Records excerpted from a collection
**********
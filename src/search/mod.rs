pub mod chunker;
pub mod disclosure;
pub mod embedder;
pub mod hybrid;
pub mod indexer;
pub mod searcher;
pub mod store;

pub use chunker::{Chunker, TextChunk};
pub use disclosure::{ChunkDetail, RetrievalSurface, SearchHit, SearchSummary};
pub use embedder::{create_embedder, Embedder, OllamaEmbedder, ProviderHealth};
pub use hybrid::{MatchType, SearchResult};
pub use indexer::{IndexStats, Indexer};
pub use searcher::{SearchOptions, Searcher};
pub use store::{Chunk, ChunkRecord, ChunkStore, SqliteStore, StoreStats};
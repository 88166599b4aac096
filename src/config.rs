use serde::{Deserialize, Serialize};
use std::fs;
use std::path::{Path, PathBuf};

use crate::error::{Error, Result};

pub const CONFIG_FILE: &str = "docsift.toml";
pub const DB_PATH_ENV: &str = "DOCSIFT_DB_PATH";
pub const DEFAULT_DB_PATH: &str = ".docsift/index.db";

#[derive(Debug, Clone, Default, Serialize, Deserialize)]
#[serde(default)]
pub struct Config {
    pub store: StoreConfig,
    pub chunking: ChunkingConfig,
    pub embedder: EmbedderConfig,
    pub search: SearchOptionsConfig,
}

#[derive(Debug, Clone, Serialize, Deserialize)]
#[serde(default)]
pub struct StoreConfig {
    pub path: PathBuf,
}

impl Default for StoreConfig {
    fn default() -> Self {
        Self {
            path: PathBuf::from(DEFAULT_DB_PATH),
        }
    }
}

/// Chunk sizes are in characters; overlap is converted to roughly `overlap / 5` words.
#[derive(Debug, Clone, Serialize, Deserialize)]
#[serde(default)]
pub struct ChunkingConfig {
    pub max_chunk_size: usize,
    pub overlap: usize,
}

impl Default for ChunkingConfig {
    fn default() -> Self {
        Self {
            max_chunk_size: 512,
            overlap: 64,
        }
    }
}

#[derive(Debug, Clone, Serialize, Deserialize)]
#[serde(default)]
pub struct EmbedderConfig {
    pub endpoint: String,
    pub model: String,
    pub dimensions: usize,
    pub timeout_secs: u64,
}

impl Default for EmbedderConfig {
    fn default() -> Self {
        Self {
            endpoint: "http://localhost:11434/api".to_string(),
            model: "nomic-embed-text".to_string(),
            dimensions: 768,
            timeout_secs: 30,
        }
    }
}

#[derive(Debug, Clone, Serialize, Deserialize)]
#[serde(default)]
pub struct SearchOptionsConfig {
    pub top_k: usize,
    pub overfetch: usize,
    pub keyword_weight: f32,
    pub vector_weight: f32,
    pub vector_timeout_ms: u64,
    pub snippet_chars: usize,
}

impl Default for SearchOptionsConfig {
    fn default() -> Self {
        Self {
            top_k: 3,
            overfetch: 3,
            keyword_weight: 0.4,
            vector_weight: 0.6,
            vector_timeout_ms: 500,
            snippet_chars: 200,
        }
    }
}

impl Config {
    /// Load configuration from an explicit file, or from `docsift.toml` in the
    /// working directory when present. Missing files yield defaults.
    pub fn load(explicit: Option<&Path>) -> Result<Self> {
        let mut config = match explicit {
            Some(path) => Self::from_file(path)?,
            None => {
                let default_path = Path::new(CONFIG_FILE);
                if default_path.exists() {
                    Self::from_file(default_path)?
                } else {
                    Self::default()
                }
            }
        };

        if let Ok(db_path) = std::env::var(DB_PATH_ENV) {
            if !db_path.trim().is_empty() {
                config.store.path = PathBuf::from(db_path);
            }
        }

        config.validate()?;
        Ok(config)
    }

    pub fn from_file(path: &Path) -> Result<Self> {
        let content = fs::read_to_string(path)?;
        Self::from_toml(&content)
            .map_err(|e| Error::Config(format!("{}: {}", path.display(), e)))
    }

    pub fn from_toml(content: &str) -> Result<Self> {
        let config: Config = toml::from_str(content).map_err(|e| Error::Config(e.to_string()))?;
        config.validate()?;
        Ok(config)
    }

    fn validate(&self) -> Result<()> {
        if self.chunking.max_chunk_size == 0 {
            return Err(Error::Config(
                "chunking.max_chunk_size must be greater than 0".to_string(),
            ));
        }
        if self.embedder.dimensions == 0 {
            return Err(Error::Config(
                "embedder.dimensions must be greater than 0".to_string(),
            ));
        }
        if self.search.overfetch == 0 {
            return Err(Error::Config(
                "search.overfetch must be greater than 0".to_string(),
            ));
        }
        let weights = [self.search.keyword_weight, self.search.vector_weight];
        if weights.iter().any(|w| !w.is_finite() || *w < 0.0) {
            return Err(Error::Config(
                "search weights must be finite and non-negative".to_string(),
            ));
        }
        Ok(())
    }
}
**********
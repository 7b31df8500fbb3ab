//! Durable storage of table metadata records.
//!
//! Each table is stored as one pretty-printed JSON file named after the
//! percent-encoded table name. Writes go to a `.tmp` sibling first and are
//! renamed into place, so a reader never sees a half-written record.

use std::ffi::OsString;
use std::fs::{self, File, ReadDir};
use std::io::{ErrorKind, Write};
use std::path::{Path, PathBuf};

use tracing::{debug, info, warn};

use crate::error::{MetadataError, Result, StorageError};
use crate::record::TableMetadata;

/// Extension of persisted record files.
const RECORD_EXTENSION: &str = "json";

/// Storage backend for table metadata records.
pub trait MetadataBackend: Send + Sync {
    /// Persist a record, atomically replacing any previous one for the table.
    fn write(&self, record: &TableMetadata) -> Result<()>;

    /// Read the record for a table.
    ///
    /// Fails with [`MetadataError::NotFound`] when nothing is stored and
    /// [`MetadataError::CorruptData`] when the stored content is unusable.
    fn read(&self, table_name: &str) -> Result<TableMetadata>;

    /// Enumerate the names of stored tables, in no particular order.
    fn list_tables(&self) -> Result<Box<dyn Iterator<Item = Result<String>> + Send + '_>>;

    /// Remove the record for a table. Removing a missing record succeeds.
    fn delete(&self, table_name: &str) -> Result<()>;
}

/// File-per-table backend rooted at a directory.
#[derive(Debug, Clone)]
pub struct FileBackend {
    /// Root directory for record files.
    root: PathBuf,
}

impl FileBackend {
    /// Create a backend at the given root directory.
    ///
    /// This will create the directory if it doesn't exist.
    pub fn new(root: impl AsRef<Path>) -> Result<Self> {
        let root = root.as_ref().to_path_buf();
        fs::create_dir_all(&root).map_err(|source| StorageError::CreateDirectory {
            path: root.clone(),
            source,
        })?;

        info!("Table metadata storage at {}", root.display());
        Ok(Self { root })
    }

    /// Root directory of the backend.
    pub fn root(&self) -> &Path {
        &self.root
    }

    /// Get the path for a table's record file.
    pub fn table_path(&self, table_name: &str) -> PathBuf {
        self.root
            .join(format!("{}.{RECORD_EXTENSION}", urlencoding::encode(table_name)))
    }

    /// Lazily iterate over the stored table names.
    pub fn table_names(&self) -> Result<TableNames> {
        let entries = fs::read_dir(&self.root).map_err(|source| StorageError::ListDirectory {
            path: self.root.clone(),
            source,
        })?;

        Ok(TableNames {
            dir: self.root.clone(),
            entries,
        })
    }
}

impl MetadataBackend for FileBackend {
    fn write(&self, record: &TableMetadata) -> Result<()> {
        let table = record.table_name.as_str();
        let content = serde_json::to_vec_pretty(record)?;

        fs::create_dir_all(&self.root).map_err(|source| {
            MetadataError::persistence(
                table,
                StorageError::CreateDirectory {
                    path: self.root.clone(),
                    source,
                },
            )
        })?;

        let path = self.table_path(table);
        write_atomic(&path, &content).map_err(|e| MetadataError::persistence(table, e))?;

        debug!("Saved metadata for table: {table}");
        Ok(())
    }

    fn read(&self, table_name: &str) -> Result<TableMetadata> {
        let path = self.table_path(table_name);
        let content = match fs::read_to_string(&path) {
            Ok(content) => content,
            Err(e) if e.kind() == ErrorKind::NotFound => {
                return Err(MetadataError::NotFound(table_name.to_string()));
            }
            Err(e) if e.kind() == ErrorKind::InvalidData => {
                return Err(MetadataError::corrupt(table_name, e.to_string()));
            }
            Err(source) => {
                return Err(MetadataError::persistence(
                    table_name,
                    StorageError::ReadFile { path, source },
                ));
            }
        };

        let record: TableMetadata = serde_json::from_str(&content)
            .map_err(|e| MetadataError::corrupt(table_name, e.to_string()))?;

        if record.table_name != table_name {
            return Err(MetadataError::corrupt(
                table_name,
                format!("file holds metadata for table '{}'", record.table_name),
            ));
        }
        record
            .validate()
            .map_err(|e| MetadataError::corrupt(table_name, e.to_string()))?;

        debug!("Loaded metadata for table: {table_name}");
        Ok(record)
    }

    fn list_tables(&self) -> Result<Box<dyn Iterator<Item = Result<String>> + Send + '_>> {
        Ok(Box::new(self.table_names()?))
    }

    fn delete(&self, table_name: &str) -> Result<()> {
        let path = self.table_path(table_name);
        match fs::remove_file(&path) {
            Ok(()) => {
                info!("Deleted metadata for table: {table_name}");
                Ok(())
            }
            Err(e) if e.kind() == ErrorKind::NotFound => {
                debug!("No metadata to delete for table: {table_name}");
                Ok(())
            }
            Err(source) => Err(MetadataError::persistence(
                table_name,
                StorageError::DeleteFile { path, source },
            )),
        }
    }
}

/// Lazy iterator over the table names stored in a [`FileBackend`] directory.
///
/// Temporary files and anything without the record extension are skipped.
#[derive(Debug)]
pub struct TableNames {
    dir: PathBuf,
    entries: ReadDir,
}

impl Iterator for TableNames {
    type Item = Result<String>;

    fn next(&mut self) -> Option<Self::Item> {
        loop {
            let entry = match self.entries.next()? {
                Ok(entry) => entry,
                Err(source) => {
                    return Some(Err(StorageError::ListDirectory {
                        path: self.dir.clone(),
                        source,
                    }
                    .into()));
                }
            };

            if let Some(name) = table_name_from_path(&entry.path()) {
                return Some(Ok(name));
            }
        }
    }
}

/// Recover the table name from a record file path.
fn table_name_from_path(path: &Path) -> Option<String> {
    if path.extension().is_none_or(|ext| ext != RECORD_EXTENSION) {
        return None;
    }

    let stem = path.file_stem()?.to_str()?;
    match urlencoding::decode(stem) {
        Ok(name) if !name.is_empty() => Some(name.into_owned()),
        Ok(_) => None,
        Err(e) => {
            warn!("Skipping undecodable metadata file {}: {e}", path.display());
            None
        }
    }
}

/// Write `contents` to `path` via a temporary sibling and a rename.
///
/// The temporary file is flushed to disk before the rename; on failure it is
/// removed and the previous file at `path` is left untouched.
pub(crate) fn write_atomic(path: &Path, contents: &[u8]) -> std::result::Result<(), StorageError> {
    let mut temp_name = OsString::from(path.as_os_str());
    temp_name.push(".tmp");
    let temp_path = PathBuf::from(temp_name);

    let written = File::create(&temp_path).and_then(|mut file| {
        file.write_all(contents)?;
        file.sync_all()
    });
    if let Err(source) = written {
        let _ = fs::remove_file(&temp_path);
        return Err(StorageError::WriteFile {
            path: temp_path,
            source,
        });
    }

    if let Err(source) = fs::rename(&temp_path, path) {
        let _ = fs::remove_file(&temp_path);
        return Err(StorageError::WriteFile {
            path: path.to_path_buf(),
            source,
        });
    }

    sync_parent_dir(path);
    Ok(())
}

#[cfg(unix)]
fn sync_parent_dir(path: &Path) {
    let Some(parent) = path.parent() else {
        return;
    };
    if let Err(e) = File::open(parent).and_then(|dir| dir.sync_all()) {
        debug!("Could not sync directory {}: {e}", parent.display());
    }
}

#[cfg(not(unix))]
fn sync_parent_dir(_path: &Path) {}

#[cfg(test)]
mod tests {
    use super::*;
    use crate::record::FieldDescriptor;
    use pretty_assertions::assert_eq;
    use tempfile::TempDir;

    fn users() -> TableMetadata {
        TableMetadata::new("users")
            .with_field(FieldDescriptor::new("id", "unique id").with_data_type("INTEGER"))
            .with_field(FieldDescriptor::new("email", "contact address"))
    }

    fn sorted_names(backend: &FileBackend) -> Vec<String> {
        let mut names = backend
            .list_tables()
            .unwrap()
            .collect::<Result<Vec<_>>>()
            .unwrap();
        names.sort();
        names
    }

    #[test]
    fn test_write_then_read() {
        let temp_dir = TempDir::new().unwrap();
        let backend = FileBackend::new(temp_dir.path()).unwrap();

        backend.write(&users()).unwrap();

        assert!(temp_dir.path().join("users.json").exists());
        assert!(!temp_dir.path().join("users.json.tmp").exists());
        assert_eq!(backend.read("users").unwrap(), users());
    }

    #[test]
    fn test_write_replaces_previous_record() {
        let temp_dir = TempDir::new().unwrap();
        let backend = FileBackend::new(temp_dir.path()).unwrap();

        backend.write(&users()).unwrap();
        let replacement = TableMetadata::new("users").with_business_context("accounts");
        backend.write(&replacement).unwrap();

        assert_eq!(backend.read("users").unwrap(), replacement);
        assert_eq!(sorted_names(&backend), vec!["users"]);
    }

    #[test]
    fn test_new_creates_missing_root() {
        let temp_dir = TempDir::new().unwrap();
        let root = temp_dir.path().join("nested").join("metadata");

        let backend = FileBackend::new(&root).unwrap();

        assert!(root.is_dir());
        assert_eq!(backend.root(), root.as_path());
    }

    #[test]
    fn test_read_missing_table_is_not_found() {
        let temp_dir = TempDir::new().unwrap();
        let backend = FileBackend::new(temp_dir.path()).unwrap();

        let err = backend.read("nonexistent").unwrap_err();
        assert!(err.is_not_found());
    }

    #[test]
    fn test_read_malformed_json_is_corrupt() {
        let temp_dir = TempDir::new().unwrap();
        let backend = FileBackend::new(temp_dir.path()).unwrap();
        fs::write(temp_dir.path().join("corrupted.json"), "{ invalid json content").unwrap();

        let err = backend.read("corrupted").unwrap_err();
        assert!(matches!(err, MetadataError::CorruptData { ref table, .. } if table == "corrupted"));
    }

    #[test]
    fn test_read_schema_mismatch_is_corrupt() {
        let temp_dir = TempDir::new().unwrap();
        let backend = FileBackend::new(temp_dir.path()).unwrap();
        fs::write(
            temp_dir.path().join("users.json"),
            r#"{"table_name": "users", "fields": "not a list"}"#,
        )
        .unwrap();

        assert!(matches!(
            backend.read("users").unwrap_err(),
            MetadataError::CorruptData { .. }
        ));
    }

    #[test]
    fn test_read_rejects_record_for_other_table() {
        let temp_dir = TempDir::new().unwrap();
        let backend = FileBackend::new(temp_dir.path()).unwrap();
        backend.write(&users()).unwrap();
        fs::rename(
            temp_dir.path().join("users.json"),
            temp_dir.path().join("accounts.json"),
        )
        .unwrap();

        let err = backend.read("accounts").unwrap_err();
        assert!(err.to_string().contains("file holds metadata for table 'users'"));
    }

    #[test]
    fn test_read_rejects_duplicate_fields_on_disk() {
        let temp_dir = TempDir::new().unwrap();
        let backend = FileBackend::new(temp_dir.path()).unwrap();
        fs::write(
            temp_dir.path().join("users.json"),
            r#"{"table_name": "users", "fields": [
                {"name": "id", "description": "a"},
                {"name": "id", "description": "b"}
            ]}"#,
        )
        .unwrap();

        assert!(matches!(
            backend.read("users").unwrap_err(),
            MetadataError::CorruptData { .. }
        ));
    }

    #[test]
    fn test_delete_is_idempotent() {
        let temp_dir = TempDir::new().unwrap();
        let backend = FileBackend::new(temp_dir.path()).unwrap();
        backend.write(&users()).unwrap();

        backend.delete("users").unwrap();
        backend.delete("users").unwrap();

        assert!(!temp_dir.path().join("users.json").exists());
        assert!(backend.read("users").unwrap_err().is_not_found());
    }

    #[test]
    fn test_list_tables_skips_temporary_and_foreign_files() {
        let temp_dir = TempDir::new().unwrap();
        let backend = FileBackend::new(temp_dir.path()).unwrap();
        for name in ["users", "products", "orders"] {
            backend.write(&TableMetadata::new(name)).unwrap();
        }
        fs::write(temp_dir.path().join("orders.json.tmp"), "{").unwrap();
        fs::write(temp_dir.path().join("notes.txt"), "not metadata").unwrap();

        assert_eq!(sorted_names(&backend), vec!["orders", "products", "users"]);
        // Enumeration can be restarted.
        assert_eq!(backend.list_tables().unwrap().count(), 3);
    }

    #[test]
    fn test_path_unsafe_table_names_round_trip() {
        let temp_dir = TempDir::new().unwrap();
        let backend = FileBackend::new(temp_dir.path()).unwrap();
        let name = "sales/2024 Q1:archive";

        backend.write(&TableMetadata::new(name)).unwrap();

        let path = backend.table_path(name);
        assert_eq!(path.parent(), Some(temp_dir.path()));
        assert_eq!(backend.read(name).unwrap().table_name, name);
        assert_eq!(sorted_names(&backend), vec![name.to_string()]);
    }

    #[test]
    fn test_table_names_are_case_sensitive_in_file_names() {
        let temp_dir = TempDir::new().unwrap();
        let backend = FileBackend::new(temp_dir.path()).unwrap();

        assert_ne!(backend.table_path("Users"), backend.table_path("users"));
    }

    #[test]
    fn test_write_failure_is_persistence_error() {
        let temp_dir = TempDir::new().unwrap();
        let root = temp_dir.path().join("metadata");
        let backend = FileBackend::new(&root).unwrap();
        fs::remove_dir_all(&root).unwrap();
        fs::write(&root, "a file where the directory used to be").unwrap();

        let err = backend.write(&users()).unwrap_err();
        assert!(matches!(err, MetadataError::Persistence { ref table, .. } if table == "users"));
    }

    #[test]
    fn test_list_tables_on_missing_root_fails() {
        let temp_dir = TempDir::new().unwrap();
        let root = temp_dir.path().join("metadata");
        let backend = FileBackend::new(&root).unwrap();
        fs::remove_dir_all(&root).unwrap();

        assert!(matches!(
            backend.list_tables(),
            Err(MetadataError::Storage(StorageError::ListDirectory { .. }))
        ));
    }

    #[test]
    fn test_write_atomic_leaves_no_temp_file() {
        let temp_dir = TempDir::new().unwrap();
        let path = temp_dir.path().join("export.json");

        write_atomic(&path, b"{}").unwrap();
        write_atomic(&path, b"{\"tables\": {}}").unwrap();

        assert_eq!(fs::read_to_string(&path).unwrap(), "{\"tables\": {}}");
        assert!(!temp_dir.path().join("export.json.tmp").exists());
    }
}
**********
• EXERCISE OBJECTIVE:
Reproduce, exactly as they stand in the data above, the lines from the one that holds "filename src/search/mod.rs" to the one that holds "pub const DEFAULT_DB_PATH: &str", inclusive.

• RESULT OF THE TASK:
filename src/search/mod.rs
pub mod chunker;
pub mod disclosure;
pub mod embedder;
pub mod hybrid;
pub mod indexer;
pub mod searcher;
pub mod store;

pub use chunker::{Chunker, TextChunk};
pub use disclosure::{ChunkDetail, RetrievalSurface, SearchHit, SearchSummary};
pub use embedder::{create_embedder, Embedder, OllamaEmbedder, ProviderHealth};
pub use hybrid::{MatchType, SearchResult};
pub use indexer::{IndexStats, Indexer};
pub use searcher::{SearchOptions, Searcher};
pub use store::{Chunk, ChunkRecord, ChunkStore, SqliteStore, StoreStats};
repository 88166599b4aac096
filename src/config.rs
use serde::{Deserialize, Serialize};
use std::fs;
use std::path::{Path, PathBuf};

use crate::error::{Error, Result};

pub const CONFIG_FILE: &str = "docsift.toml";
pub const DB_PATH_ENV: &str = "DOCSIFT_DB_PATH";
pub const DEFAULT_DB_PATH: &str = ".docsift/index.db";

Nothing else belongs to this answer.